There are many articles about Connection Storm in the internet. I am referencing one in Reference section for more information about the Behavior.
But, a breath about what Connection Storm is:
It is when in fact the database suddenly gets a lot of connection in a very short time. Let's say it went from 300 connections to 3000 in 5 minutes.
Connection Storm may be summarized in few phases:
1- Something gets slow in some layer that answers the application. It could be the Application Server, the network, the database server. The slowdown could even include the Operation System from the Servers involved. It could be bad queries with slow response time. Anyway, something gets slow.

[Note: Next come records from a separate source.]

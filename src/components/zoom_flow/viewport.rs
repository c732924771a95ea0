//! Canvas view state and gesture handling.
//!
//! Tracks the pan/zoom transform, the laid-out node boxes from the last frame
//! and the gesture in progress. Pointer handlers translate raw screen
//! coordinates into [`Interaction`]s, which the component applies to the
//! [`DiagramState`]. Nothing here touches zoom factors or focus directly: the
//! only focus-related output is [`Interaction::Focus`] on a plain click.

use super::scale::{ScaleConfig, ScaledValues};
use super::state::{DiagramState, EdgeChange, NodeChange};
use super::tier::{Anchor, AnchorKind, NODE_ANCHORS};
use super::types::{AnchorSide, Connection, Position};

/// Canvas behaviour settings.
#[derive(Clone, Debug)]
pub struct FlowConfig {
	/// Dragged node positions snap to multiples of this grid.
	pub snap_grid: (f64, f64),
	pub min_view_zoom: f64,
	pub max_view_zoom: f64,
	/// Multiplier for one wheel notch or zoom button press.
	pub zoom_step: f64,
	/// Pointer travel (pixels) below which a press counts as a click.
	pub click_tolerance: f64,
	/// Fraction of the viewport kept free around the diagram by fit view.
	pub fit_padding: f64,
}

impl Default for FlowConfig {
	fn default() -> Self {
		Self {
			snap_grid: (20.0, 20.0),
			min_view_zoom: 0.5,
			max_view_zoom: 2.0,
			zoom_step: 1.2,
			click_tolerance: 3.0,
			fit_padding: 0.1,
		}
	}
}

/// Round `position` to the nearest grid point.
pub fn snap(position: Position, grid: (f64, f64)) -> Position {
	Position::new(
		(position.x / grid.0).round() * grid.0,
		(position.y / grid.1).round() * grid.1,
	)
}

/// Axis-aligned rectangle in world units.
#[derive(Clone, Copy, Debug, PartialEq)]
pub struct Rect {
	pub x: f64,
	pub y: f64,
	pub w: f64,
	pub h: f64,
}

impl Rect {
	pub fn contains(&self, px: f64, py: f64) -> bool {
		px >= self.x && px <= self.x + self.w && py >= self.y && py <= self.y + self.h
	}

	pub fn union(&self, other: &Rect) -> Rect {
		let (x, y) = (self.x.min(other.x), self.y.min(other.y));
		let (right, bottom) = (
			(self.x + self.w).max(other.x + other.w),
			(self.y + self.h).max(other.y + other.h),
		);
		Rect {
			x,
			y,
			w: right - x,
			h: bottom - y,
		}
	}
}

/// A node's laid-out box from the last render pass.
#[derive(Clone, Debug, PartialEq)]
pub struct NodeBox {
	pub id: String,
	/// Unscaled box. Anchors hang off this.
	pub bounds: Rect,
	/// Semantic zoom factor the surface was drawn at.
	pub scale: f64,
}

impl NodeBox {
	/// The visible surface: `bounds` scaled about its centre.
	pub fn surface(&self) -> Rect {
		let (cx, cy) = (
			self.bounds.x + self.bounds.w / 2.0,
			self.bounds.y + self.bounds.h / 2.0,
		);
		let (w, h) = (self.bounds.w * self.scale, self.bounds.h * self.scale);
		Rect {
			x: cx - w / 2.0,
			y: cy - h / 2.0,
			w,
			h,
		}
	}

	/// Anchor point on the unscaled box, unaffected by the surface scale.
	pub fn anchor_point(&self, side: AnchorSide) -> (f64, f64) {
		let y = self.bounds.y + self.bounds.h / 2.0;
		match side {
			AnchorSide::Left => (self.bounds.x, y),
			AnchorSide::Right => (self.bounds.x + self.bounds.w, y),
		}
	}
}

/// Horizontal control-point offset for an edge spanning `distance` along x.
fn control_offset(distance: f64) -> f64 {
	const CURVATURE: f64 = 0.25;
	if distance >= 0.0 {
		0.5 * distance
	} else {
		CURVATURE * 25.0 * (-distance).sqrt()
	}
}

/// Cubic Bézier control points from an outgoing (right) anchor to an
/// incoming (left) anchor.
pub fn edge_curve(from: (f64, f64), to: (f64, f64)) -> [(f64, f64); 4] {
	let offset = control_offset(to.0 - from.0);
	[from, (from.0 + offset, from.1), (to.0 - offset, to.1), to]
}

fn bezier_point(curve: &[(f64, f64); 4], t: f64) -> (f64, f64) {
	let u = 1.0 - t;
	let (a, b, c, d) = (u * u * u, 3.0 * u * u * t, 3.0 * u * t * t, t * t * t);
	(
		a * curve[0].0 + b * curve[1].0 + c * curve[2].0 + d * curve[3].0,
		a * curve[0].1 + b * curve[1].1 + c * curve[2].1 + d * curve[3].1,
	)
}

fn segment_distance(p: (f64, f64), a: (f64, f64), b: (f64, f64)) -> f64 {
	let (dx, dy) = (b.0 - a.0, b.1 - a.1);
	let len_sq = dx * dx + dy * dy;
	let t = if len_sq < 1e-12 {
		0.0
	} else {
		(((p.0 - a.0) * dx + (p.1 - a.1) * dy) / len_sq).clamp(0.0, 1.0)
	};
	let (qx, qy) = (a.0 + t * dx, a.1 + t * dy);
	((p.0 - qx).powi(2) + (p.1 - qy).powi(2)).sqrt()
}

/// Approximate distance from `p` to a Bézier curve.
pub fn curve_distance(curve: &[(f64, f64); 4], p: (f64, f64)) -> f64 {
	const SEGMENTS: usize = 24;
	let mut prev = curve[0];
	let mut best = f64::INFINITY;
	for i in 1..=SEGMENTS {
		let next = bezier_point(curve, i as f64 / SEGMENTS as f64);
		best = best.min(segment_distance(p, prev, next));
		prev = next;
	}
	best
}

/// Pan and zoom transform applied to the entire canvas.
#[derive(Clone, Debug, PartialEq)]
pub struct ViewTransform {
	pub x: f64,
	pub y: f64,
	/// Canvas zoom factor (1.0 = 100%).
	pub k: f64,
}

impl Default for ViewTransform {
	fn default() -> Self {
		Self {
			x: 0.0,
			y: 0.0,
			k: 1.0,
		}
	}
}

impl ViewTransform {
	pub fn screen_to_world(&self, sx: f64, sy: f64) -> (f64, f64) {
		((sx - self.x) / self.k, (sy - self.y) / self.k)
	}

	/// Zoom by `factor` keeping the screen point `(sx, sy)` fixed.
	pub fn zoom_at(&mut self, sx: f64, sy: f64, factor: f64, config: &FlowConfig) {
		let new_k = (self.k * factor).clamp(config.min_view_zoom, config.max_view_zoom);
		let ratio = new_k / self.k;
		self.x = sx - (sx - self.x) * ratio;
		self.y = sy - (sy - self.y) * ratio;
		self.k = new_k;
	}
}

/// Gesture in progress between pointer down and pointer up.
#[derive(Clone, Debug, Default, PartialEq)]
pub enum Gesture {
	#[default]
	Idle,
	/// Pressed on a node; becomes a drag once the pointer travels far enough,
	/// otherwise a click.
	Pressed {
		node_id: String,
		start: (f64, f64),
		node_start: Position,
	},
	Dragging {
		node_id: String,
		start: (f64, f64),
		node_start: Position,
	},
	Panning {
		start: (f64, f64),
		transform_start: (f64, f64),
	},
	/// Dragging a new edge out of a source anchor. `pointer` is in world units.
	Connecting {
		source_id: String,
		pointer: (f64, f64),
	},
}

/// A state change produced by a pointer gesture.
#[derive(Clone, Debug, PartialEq)]
pub enum Interaction {
	Focus(String),
	Nodes(Vec<NodeChange>),
	Edges(Vec<EdgeChange>),
	Connect(Connection),
	ClearSelection,
}

impl Interaction {
	pub fn apply(self, diagram: &mut DiagramState) {
		match self {
			Interaction::Focus(id) => diagram.select_node(&id),
			Interaction::Nodes(changes) => diagram.apply_node_changes(&changes),
			Interaction::Edges(changes) => diagram.apply_edge_changes(&changes),
			Interaction::Connect(connection) => {
				diagram.connect(connection);
			}
			Interaction::ClearSelection => diagram.clear_selection(),
		}
	}
}

/// Everything the canvas knows that the diagram does not.
#[derive(Clone, Debug)]
pub struct CanvasView {
	pub transform: ViewTransform,
	pub gesture: Gesture,
	/// Node boxes from the last frame, in draw order.
	pub boxes: Vec<NodeBox>,
	pub width: f64,
	pub height: f64,
	/// Disables selection, dragging and connecting. Clicks still focus.
	pub locked: bool,
	/// Seconds since start, drives animated edges.
	pub flow_time: f64,
	pub config: FlowConfig,
	pub scale: ScaleConfig,
}

impl CanvasView {
	pub fn new(width: f64, height: f64) -> Self {
		Self {
			transform: ViewTransform::default(),
			gesture: Gesture::Idle,
			boxes: Vec::new(),
			width,
			height,
			locked: false,
			flow_time: 0.0,
			config: FlowConfig::default(),
			scale: ScaleConfig::default(),
		}
	}

	pub fn scaled(&self) -> ScaledValues {
		ScaledValues::new(&self.scale, self.transform.k)
	}

	pub fn node_box(&self, id: &str) -> Option<&NodeBox> {
		self.boxes.iter().find(|b| b.id == id)
	}

	/// Topmost node whose visible surface contains the world point.
	pub fn node_at(&self, wx: f64, wy: f64) -> Option<&NodeBox> {
		self.boxes.iter().rev().find(|b| b.surface().contains(wx, wy))
	}

	/// Topmost anchor within pick distance of the world point.
	pub fn anchor_at(&self, wx: f64, wy: f64) -> Option<(&NodeBox, Anchor)> {
		let radius = self.scaled().anchor_hit_radius;
		self.boxes.iter().rev().find_map(|b| {
			NODE_ANCHORS.into_iter().find_map(|anchor| {
				let (ax, ay) = b.anchor_point(anchor.side);
				let dist = ((wx - ax).powi(2) + (wy - ay).powi(2)).sqrt();
				(dist <= radius).then_some((b, anchor))
			})
		})
	}

	/// Curve of an edge between two laid-out nodes.
	pub fn edge_curve_between(&self, source: &str, target: &str) -> Option<[(f64, f64); 4]> {
		let (from, to) = (self.node_box(source)?, self.node_box(target)?);
		Some(edge_curve(
			from.anchor_point(AnchorSide::Right),
			to.anchor_point(AnchorSide::Left),
		))
	}

	/// Topmost edge within pick distance of the world point.
	pub fn edge_at(&self, diagram: &DiagramState, wx: f64, wy: f64) -> Option<String> {
		let tolerance = self.scaled().edge_hit_tolerance;
		diagram.edges().iter().rev().find_map(|edge| {
			let curve = self.edge_curve_between(&edge.source, &edge.target)?;
			(curve_distance(&curve, (wx, wy)) <= tolerance).then(|| edge.id.clone())
		})
	}

	pub fn pointer_down(&mut self, diagram: &DiagramState, sx: f64, sy: f64) -> Vec<Interaction> {
		let (wx, wy) = self.transform.screen_to_world(sx, sy);

		if !self.locked {
			if let Some((b, anchor)) = self.anchor_at(wx, wy) {
				if anchor.kind == AnchorKind::Source {
					self.gesture = Gesture::Connecting {
						source_id: b.id.clone(),
						pointer: (wx, wy),
					};
					return Vec::new();
				}
			}
		}

		if let Some(id) = self.node_at(wx, wy).map(|b| b.id.clone()) {
			let node_start = diagram.node(&id).map(|n| n.position).unwrap_or_default();
			let mut out = Vec::new();
			if !self.locked {
				out.push(Interaction::ClearSelection);
				out.push(Interaction::Nodes(vec![NodeChange::Select {
					id: id.clone(),
					selected: true,
				}]));
			}
			self.gesture = Gesture::Pressed {
				node_id: id,
				start: (sx, sy),
				node_start,
			};
			return out;
		}

		if let Some(edge_id) = self.edge_at(diagram, wx, wy) {
			self.gesture = Gesture::Idle;
			if self.locked {
				return Vec::new();
			}
			return vec![
				Interaction::ClearSelection,
				Interaction::Edges(vec![EdgeChange::Select {
					id: edge_id,
					selected: true,
				}]),
			];
		}

		self.gesture = Gesture::Panning {
			start: (sx, sy),
			transform_start: (self.transform.x, self.transform.y),
		};
		if self.locked {
			Vec::new()
		} else {
			vec![Interaction::ClearSelection]
		}
	}

	pub fn pointer_move(&mut self, sx: f64, sy: f64) -> Vec<Interaction> {
		let promoted = match &self.gesture {
			Gesture::Pressed {
				node_id,
				start,
				node_start,
			} if !self.locked
				&& ((sx - start.0).powi(2) + (sy - start.1).powi(2)).sqrt()
					> self.config.click_tolerance =>
			{
				Some(Gesture::Dragging {
					node_id: node_id.clone(),
					start: *start,
					node_start: *node_start,
				})
			}
			_ => None,
		};
		if let Some(gesture) = promoted {
			self.gesture = gesture;
		}

		match &mut self.gesture {
			Gesture::Dragging {
				node_id,
				start,
				node_start,
			} => {
				let k = self.transform.k;
				let moved = Position::new(
					node_start.x + (sx - start.0) / k,
					node_start.y + (sy - start.1) / k,
				);
				vec![Interaction::Nodes(vec![NodeChange::Position {
					id: node_id.clone(),
					position: snap(moved, self.config.snap_grid),
				}])]
			}
			Gesture::Panning {
				start,
				transform_start,
			} => {
				self.transform.x = transform_start.0 + (sx - start.0);
				self.transform.y = transform_start.1 + (sy - start.1);
				Vec::new()
			}
			Gesture::Connecting { pointer, .. } => {
				*pointer = self.transform.screen_to_world(sx, sy);
				Vec::new()
			}
			Gesture::Idle | Gesture::Pressed { .. } => Vec::new(),
		}
	}

	pub fn pointer_up(&mut self, sx: f64, sy: f64) -> Vec<Interaction> {
		match std::mem::take(&mut self.gesture) {
			Gesture::Pressed { node_id, .. } => vec![Interaction::Focus(node_id)],
			Gesture::Connecting { source_id, .. } => {
				let (wx, wy) = self.transform.screen_to_world(sx, sy);
				let target = match self.anchor_at(wx, wy) {
					Some((b, anchor)) if anchor.kind == AnchorKind::Target => Some(b.id.clone()),
					_ => self.node_at(wx, wy).map(|b| b.id.clone()),
				};
				match target {
					Some(target) if target != source_id => vec![Interaction::Connect(Connection {
						source: source_id,
						target,
						source_handle: Some(AnchorSide::Right),
						target_handle: Some(AnchorSide::Left),
					})],
					_ => Vec::new(),
				}
			}
			Gesture::Idle | Gesture::Dragging { .. } | Gesture::Panning { .. } => Vec::new(),
		}
	}

	pub fn pointer_leave(&mut self) {
		self.gesture = Gesture::Idle;
	}

	/// Wheel zoom about the pointer. Positive `delta_y` zooms out.
	pub fn wheel(&mut self, sx: f64, sy: f64, delta_y: f64) {
		let factor = if delta_y > 0.0 {
			1.0 / self.config.zoom_step
		} else {
			self.config.zoom_step
		};
		self.transform.zoom_at(sx, sy, factor, &self.config);
	}

	pub fn zoom_in(&mut self) {
		let (cx, cy) = (self.width / 2.0, self.height / 2.0);
		self.transform
			.zoom_at(cx, cy, self.config.zoom_step, &self.config);
	}

	pub fn zoom_out(&mut self) {
		let (cx, cy) = (self.width / 2.0, self.height / 2.0);
		self.transform
			.zoom_at(cx, cy, 1.0 / self.config.zoom_step, &self.config);
	}

	/// Zoom and pan so every node surface is visible.
	pub fn fit_view(&mut self) {
		let Some(bounds) = self
			.boxes
			.iter()
			.map(NodeBox::surface)
			.reduce(|a, b| a.union(&b))
		else {
			return;
		};
		if bounds.w <= 0.0 || bounds.h <= 0.0 {
			return;
		}

		let room = 1.0 - 2.0 * self.config.fit_padding;
		let k = (self.width * room / bounds.w)
			.min(self.height * room / bounds.h)
			.clamp(self.config.min_view_zoom, self.config.max_view_zoom);
		self.transform = ViewTransform {
			x: self.width / 2.0 - (bounds.x + bounds.w / 2.0) * k,
			y: self.height / 2.0 - (bounds.y + bounds.h / 2.0) * k,
			k,
		};
	}

	pub fn toggle_lock(&mut self) -> bool {
		self.locked = !self.locked;
		if self.locked {
			self.gesture = Gesture::Idle;
		}
		self.locked
	}

	pub fn resize(&mut self, width: f64, height: f64) {
		self.width = width;
		self.height = height;
	}
}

2- The slowdown in some of the mentioned layers make the Application Server to terminate the connection and open a new connection with the same request that was slow before.
3- The first connection that was terminated by the Application Server is gone in the point of view of the Application Server. But in the Database Server that connection should be processing yet, maybe finishing the authentication, maybe rolling back the transaction. And those processes gets CPU.
4- That behavior becomes a loop. Actually, much more like a snow ball where things gets worst each second:
- the App. Server opens a connection to the database
- the slow down makes the request to not answer in time to the App. Server
- App. Server terminates the connection
- App. Server opens a new connection with the same request as the first connection that was terminated
- This time it could be now processing 2 connections in the database (the one terminated and the new one just opened)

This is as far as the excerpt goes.